Actually, you can buy Xeon Phis. We have a pair in one of our machines. Also, I don't see why using a proprietary NVidia system is any better than using a proprietary Intel system. If you care about interoperability, you should be using OpenCL.

SMBC (2)

klapaucjusz (1167407) | about 10 months ago | (#44047095)

SMBC [smbc-comics.com]

Re:SMBC (1)

godrik (1287354) | about 10 months ago | (#44047185)

Yeah, there is nothing wrong with amdahl's law. People that need to care about it clearly understand what it means. That is to say, when you increase parallelism, sequential parts become bottlenecks. You need to reengineer the problem/algorithm/architecture around that new bottleneck.

Re:SMBC (1)

Anonymous Coward | about 10 months ago | (#44047465)

"Sequential parts" usually mean "We won't know how to proceed further on until previous step is done". However, if you have really massive, 2^data_word_length or higher scale parallelism, then you can actually try guessing, and executing next step an all possible outcomes of previous step, then throwing away every result but one as previous step completes. Even if your parallelism is of lower scale, statistically it may still yield some speedup, whenever you happen to have a lucky guess. Sure beats letting all those processors just idling on helplessly.

Re:SMBC (2)

mysidia (191772) | about 10 months ago | (#44048155)

then you can actually try guessing, and executing next step an all possible outcomes of previous step, then throwing away every result but one as previous step completes.

However... this requires power consumption, and it still does take time and tie up your infrastructure working on the 'guess'. Meanwhile, the previous step completes, and your CPUs are all still busy working on guessing the previous step, and you need additional sequential overhead to initiate and terminate the guessing process.

You show 'CPU usage' on your 'idle cores', but it's 99% waste heat.

Re:SMBC (1)

TheLink (130905) | about 10 months ago | (#44050965)

I've long wondered if you can set up a quantum computer to process "all possible paths" and then "collapses" on the most probable right answer.

After all you can have light beams (and other quantum state friendly stuff) that are superpositions of all possible states and perform functions on them.

Poor summary (5, Informative)

Anonymous Coward | about 10 months ago | (#44047315)

Amdahl's Law still stands.

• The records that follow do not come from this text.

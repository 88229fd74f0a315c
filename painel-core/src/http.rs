//! HTTP Client abstraction layer for the attendance backend
//!
//! This module provides a generic interface for the few HTTP calls the console makes
//! (login, profile, instance name and media upload). The abstraction serves two purposes:
//!
//! - Enables mocking of HTTP calls during testing without requiring real network requests
//! - Keeps status handling in one place: callers get the status code and raw body back
//!   and decide for themselves what a 401 or a non-OK answer means
//!
//! The default implementation wraps reqwest.
//!
//! # Example Usage:
//! ``
//! use crate::http::{HttpClient, DefaultHttpClient};
//!
//! let api = AtendimentoApi::new(Arc::new(DefaultHttpClient::new()), config);
//! ``

use std::collections::HashMap;

use async_trait::async_trait;
use reqwest;
use serde::de::DeserializeOwned;

use crate::Error;

/// Status code and body of a finished request.
#[derive(Debug, Clone, PartialEq, Eq)]
pub struct HttpResponse {
    pub status: u16,
    pub body: String,
}

impl HttpResponse {
    pub fn new(status: u16, body: impl Into<String>) -> Self {
        Self { status, body: body.into() }
    }

    pub fn is_success(&self) -> bool {
        (200..300).contains(&self.status)
    }

    pub fn json<T: DeserializeOwned>(&self) -> Result<T, Error> {
        Ok(serde_json::from_str(&self.body)?)
    }
}

/// File part of a multipart upload.
#[derive(Debug, Clone, PartialEq, Eq)]
pub struct FilePart {
    pub field: String,
    pub file_name: String,
    pub content_type: String,
    pub bytes: Vec<u8>,
}

/// Multipart body kept as plain data so it can be inspected by mocks.
#[derive(Debug, Clone, PartialEq, Eq, Default)]
pub struct MultipartBody {
    pub fields: Vec<(String, String)>,
    pub files: Vec<FilePart>,
}

impl MultipartBody {
    pub fn text(mut self, name: &str, value: impl Into<String>) -> Self {
        self.fields.push((name.to_string(), value.into()));
        self
    }

    pub fn file(mut self, part: FilePart) -> Self {
        self.files.push(part);
        self
    }

    pub fn field(&self, name: &str) -> Option<&str> {
        self.fields
            .iter()
            .find(|(k, _)| k == name)
            .map(|(_, v)| v.as_str())
    }

    fn into_form(self) -> Result<reqwest::multipart::Form, Error> {
        let mut form = reqwest::multipart::Form::new();
        for (name, value) in self.fields {
            form = form.text(name, value);
        }
        for part in self.files {
            let p = reqwest::multipart::Part::bytes(part.bytes)
                .file_name(part.file_name)
                .mime_str(&part.content_type)?;
            form = form.part(part.field, p);
        }
        Ok(form)
    }
}

/// A generic trait for making HTTP requests.
#[cfg_attr(test, mockall::automock)]
#[async_trait]
pub trait HttpClient: Send + Sync {
    async fn post_json(&self, url: String, body: serde_json::Value) -> Result<HttpResponse, Error>;
    async fn get(&self, url: String, headers: HashMap<String, String>) -> Result<HttpResponse, Error>;
    async fn post_multipart(
        &self,
        url: String,
        headers: HashMap<String, String>,
        body: MultipartBody,
    ) -> Result<HttpResponse, Error>;
}

#[derive(Clone)]
pub struct DefaultHttpClient {
    client: reqwest::Client,
}

impl DefaultHttpClient {
    pub fn new() -> Self {
        Self {
            client: reqwest::Client::new(),
        }
    }
}

impl Default for DefaultHttpClient {
    fn default() -> Self {
        Self::new()
    }
}

#[async_trait]
impl HttpClient for DefaultHttpClient {
    async fn post_json(&self, url: String, body: serde_json::Value) -> Result<HttpResponse, Error> {
        let response = self.client
            .post(&url)
            .json(&body)
            .send()
            .await?;
        let status = response.status().as_u16();
        let body = response.text().await?;
        Ok(HttpResponse { status, body })
    }

    async fn get(&self, url: String, headers: HashMap<String, String>) -> Result<HttpResponse, Error> {
        let mut request = self.client.get(&url);
        for (key, value) in headers {
            request = request.header(&key, value);
        }
        let response = request.send().await?;
        let status = response.status().as_u16();
        let body = response.text().await?;
        Ok(HttpResponse { status, body })
    }

    async fn post_multipart(
        &self,
        url: String,
        headers: HashMap<String, String>,
        body: MultipartBody,
    ) -> Result<HttpResponse, Error> {
        let mut request = self.client.post(&url).multipart(body.into_form()?);
        for (key, value) in headers {
            request = request.header(&key, value);
        }
        let response = request.send().await?;
        let status = response.status().as_u16();
        let body = response.text().await?;
        Ok(HttpResponse { status, body })
    }
}

/// `Authorization: Bearer <token>` header map.
pub fn bearer(token: &str) -> HashMap<String, String> {
    let mut headers = HashMap::new();
    headers.insert("Authorization".to_string(), format!("Bearer {}", token));
    headers
}

#[cfg(test)]
mod tests {
    use super::*;

    #[test]
    fn success_range() {
        assert!(HttpResponse::new(200, "").is_success());
        assert!(HttpResponse::new(204, "").is_success());
        assert!(!HttpResponse::new(401, "").is_success());
        assert!(!HttpResponse::new(500, "").is_success());
    }

    #[test]
    fn multipart_field_lookup() {
        let body = MultipartBody::default()
            .text("number", "5585")
            .text("presence", "composing");
        assert_eq!(body.field("number"), Some("5585"));
        assert_eq!(body.field("caption"), None);
    }
}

TFA is about changing the assumptions that Amdahl's Law is based on; instead of homogenous parallel processing, you stick a few big grunty processors in for the serial components of your task, and a huge pile of basic processors for the embaressingly parallel components. You're still limited by the fastest processing of non-parellel tasks, but by using a heterogenous mix of processors you're not wasting CPU time (and thus power and money) leaving processors idle.

Repeat after me: (4, Insightful)

Mashdar (876825) | about 10 months ago | (#44048667)

Ahmdal's Law only applies to individual algorithms. Ahmdal's Law only applies to individual algorithms. Ahmdal's Law only applies to individual algorithms.

Besides which, Ahmdal's law is an obvious truth unless you can make a process take negative time. All attempts to make Ahmdal's Law sound fancy or complicated are a disservice. All attempts to pigeonhole Ahmdal's Law into only applying to parallel design are a disservice. Any attempts to "revisit" are either fallacious or focus on algorithm changes, which Amdahl made no attempt to address.

Ahmdal's law in a nutshell: If you spend 10% of your time on X and 90% of your time on Y, you will never get more than a 1/.9 speedup by optimizing X, even if you manage to make X instantaneous. Another way to put it is that if Y takes 9 seconds, you are never going to get the process under 9 seconds by modifying X...

Re:Poor summary (1)

Impy the Impiuos Imp (442658) | about 10 months ago | (#44048669)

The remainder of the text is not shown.